Please count the lines in the material below that include "RunHandle". Reply with the number alone.

## EXTRACTED INFORMATION
------------------------------
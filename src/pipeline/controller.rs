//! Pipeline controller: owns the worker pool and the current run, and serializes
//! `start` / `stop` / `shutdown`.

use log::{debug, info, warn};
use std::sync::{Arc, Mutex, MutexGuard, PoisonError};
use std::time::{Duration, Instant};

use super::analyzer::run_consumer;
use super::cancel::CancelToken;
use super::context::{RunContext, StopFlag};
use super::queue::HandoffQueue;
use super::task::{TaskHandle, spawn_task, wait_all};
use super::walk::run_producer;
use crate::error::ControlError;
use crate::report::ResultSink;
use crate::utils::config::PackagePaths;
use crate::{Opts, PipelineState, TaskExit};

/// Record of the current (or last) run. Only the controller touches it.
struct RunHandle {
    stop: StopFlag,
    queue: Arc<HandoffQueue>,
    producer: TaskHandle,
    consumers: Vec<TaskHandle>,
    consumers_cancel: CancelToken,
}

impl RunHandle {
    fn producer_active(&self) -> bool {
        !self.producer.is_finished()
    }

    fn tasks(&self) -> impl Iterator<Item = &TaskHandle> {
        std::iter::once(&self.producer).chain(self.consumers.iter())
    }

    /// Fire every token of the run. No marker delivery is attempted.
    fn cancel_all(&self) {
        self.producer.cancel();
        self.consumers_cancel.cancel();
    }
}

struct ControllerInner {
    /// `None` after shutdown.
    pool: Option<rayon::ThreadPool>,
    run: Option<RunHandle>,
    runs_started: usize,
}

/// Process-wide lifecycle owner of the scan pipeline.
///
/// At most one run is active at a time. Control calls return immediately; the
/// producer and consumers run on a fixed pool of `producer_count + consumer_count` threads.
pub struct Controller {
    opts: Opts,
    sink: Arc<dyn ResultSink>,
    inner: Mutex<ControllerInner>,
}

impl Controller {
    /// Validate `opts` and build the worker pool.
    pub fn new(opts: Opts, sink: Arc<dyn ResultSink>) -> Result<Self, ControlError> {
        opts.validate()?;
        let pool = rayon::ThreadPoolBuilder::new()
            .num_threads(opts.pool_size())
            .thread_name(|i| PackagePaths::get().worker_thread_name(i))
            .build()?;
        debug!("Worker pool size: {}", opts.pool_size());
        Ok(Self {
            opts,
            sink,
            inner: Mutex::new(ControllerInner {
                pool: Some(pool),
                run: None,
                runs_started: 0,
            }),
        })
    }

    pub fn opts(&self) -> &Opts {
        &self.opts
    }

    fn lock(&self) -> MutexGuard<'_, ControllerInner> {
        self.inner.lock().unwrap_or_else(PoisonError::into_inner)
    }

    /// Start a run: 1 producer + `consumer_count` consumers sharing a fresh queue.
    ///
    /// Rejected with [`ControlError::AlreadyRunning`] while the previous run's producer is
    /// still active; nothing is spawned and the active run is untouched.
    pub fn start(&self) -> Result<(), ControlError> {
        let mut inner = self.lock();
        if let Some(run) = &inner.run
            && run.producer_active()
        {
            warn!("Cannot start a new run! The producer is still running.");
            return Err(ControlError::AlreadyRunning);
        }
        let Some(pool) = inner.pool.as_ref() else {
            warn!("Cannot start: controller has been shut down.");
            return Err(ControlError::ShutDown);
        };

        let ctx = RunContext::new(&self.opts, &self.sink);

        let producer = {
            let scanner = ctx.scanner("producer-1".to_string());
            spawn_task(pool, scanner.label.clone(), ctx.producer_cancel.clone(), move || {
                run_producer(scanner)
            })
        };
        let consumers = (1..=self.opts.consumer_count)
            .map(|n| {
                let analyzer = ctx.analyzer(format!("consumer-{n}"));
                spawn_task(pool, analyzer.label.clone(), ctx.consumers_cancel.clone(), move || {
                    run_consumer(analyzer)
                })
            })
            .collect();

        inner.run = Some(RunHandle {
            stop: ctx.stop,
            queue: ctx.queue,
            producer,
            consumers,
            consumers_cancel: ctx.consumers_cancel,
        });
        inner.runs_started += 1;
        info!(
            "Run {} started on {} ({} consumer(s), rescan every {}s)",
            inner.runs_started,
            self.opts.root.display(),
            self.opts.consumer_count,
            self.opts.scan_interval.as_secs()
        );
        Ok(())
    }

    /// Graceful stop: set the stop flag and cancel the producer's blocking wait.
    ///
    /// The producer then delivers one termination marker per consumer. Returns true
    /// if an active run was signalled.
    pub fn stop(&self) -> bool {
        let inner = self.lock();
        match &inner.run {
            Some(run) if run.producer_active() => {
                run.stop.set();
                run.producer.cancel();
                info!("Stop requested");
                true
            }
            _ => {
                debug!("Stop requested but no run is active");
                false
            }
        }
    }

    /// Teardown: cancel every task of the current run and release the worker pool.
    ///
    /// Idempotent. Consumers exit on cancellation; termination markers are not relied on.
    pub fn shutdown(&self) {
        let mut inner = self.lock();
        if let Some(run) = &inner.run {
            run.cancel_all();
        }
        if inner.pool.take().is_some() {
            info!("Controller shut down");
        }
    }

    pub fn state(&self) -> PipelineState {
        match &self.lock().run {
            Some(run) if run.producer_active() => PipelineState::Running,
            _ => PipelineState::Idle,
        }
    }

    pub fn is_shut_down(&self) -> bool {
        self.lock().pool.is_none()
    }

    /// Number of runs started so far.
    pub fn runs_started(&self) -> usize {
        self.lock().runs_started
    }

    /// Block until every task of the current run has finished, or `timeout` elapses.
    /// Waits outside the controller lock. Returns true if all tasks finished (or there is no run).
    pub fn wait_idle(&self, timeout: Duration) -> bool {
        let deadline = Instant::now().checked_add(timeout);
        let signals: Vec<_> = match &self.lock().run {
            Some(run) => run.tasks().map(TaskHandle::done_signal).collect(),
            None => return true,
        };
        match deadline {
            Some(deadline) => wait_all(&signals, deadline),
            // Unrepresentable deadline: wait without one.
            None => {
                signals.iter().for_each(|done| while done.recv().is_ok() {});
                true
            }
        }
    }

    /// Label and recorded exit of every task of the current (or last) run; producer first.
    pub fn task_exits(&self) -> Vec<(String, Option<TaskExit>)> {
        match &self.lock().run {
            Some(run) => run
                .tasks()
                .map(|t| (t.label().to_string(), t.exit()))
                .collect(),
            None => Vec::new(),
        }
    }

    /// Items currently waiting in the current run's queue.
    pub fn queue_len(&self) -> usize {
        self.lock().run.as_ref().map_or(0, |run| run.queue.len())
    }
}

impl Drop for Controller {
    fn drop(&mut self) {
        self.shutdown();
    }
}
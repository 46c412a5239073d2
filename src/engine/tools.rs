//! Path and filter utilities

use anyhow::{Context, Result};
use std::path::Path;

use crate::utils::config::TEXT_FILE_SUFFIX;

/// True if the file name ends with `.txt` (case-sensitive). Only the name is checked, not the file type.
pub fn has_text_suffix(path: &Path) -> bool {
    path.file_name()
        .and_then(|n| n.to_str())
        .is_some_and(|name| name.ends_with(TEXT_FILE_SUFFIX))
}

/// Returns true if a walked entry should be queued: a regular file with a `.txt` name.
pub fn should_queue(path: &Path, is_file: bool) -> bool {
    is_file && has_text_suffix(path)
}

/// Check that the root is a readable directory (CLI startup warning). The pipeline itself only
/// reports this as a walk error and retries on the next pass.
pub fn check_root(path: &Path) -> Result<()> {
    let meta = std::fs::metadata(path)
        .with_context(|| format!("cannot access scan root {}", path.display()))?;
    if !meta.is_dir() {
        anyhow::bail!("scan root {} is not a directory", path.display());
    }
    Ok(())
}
------------------------------
## EXPECTED ANSWER
4